**What to do:**
Across the entries below, tally every line that holds the string "format" and reply with the number only.
--- Provided entries Enclosed Below ---
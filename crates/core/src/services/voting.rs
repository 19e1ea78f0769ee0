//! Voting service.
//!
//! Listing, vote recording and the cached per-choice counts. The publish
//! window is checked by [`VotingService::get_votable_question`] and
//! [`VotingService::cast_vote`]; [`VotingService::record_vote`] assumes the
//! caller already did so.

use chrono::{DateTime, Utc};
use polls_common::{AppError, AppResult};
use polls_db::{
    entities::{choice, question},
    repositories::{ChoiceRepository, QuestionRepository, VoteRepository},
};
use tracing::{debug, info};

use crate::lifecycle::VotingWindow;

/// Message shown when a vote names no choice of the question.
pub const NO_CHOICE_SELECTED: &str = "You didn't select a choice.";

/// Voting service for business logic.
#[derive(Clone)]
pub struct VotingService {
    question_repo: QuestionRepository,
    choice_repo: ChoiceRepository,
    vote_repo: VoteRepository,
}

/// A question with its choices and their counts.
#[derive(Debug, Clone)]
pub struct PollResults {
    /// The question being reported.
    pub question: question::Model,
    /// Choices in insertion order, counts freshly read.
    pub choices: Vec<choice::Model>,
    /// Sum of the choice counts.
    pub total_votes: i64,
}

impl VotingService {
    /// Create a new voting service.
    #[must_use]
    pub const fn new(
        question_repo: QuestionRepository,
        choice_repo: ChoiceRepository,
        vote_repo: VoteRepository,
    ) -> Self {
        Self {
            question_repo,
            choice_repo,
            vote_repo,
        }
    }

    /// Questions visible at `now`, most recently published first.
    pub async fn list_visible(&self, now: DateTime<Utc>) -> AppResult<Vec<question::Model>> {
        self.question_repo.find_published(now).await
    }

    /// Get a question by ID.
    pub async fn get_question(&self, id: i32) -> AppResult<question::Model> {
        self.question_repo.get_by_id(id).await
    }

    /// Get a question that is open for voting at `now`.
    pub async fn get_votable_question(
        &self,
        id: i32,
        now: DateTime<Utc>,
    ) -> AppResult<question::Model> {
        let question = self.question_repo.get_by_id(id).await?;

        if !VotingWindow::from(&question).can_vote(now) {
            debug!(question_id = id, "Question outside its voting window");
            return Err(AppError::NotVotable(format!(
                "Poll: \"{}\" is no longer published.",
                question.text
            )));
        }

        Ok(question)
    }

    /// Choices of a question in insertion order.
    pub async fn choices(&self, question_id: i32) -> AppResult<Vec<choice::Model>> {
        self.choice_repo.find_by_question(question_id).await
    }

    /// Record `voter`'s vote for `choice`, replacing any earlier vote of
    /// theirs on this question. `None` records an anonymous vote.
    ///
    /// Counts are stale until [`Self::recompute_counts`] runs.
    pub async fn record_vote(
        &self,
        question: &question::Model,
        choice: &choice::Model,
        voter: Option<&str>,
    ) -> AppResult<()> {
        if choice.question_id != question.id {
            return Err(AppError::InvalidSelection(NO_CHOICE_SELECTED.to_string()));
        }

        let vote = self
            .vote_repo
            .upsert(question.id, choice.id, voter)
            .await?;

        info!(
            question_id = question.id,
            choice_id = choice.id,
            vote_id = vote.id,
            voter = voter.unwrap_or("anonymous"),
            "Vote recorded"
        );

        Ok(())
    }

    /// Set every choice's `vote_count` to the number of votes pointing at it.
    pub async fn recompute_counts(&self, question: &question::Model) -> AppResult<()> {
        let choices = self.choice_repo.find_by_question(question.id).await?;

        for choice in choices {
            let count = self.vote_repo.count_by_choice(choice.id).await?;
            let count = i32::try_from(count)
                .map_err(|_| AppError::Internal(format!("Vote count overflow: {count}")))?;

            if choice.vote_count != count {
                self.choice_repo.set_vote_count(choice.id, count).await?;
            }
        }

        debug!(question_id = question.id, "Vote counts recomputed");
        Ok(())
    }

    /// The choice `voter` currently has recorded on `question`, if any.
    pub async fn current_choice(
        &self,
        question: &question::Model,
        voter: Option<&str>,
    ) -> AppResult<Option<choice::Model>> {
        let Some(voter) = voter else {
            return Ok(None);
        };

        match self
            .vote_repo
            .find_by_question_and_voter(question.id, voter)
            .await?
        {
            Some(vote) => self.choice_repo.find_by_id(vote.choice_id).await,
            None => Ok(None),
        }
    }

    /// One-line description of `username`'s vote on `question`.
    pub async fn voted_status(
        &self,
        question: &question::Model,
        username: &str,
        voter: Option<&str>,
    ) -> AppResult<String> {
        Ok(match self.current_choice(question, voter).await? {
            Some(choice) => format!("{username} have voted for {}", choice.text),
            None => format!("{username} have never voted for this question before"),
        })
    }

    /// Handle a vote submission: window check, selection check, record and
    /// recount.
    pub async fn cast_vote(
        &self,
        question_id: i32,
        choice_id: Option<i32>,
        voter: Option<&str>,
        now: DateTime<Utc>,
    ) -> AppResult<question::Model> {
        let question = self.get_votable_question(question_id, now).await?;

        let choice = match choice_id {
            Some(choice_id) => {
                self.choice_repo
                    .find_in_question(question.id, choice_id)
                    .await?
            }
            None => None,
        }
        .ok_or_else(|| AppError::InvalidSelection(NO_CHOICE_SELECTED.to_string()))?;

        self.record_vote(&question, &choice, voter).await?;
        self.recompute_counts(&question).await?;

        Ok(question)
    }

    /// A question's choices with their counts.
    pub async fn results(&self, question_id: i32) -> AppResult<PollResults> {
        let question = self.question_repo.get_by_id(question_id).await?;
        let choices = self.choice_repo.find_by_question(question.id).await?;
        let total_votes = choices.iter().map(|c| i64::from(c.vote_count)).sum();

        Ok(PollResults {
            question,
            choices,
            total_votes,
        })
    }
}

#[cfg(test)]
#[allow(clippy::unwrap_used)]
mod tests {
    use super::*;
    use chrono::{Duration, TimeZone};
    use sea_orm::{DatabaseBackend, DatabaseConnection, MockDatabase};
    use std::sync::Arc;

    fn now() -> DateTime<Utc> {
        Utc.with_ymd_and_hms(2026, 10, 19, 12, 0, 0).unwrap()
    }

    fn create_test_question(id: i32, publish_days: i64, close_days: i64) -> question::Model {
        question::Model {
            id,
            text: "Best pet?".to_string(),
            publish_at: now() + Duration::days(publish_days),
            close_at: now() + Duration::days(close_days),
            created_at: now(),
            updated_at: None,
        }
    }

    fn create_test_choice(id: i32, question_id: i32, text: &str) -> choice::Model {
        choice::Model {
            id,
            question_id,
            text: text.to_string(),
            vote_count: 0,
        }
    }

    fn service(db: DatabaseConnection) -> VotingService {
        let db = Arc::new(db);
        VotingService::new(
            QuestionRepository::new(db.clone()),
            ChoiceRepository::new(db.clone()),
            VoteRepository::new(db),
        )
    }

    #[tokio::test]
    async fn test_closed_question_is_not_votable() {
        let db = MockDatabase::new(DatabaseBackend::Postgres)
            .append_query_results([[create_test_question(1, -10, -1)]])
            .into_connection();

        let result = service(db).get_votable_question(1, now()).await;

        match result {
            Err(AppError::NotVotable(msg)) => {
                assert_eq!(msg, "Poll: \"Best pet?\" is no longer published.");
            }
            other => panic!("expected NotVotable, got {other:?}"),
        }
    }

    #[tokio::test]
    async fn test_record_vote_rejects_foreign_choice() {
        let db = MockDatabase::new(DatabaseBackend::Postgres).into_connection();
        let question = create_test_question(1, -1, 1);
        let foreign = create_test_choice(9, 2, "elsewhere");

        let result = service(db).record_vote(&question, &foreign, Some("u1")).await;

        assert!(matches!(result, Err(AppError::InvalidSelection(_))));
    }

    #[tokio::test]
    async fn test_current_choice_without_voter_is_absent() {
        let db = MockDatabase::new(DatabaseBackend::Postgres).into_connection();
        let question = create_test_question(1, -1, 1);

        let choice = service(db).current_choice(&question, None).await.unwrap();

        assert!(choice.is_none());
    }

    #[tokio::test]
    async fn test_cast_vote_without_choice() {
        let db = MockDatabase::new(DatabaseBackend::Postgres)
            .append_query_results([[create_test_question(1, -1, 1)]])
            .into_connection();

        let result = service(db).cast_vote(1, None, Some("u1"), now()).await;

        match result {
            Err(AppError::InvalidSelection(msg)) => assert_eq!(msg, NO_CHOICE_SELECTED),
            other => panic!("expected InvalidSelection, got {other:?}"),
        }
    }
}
--- End of Enclosed Provided entries ---
**Your response:**
4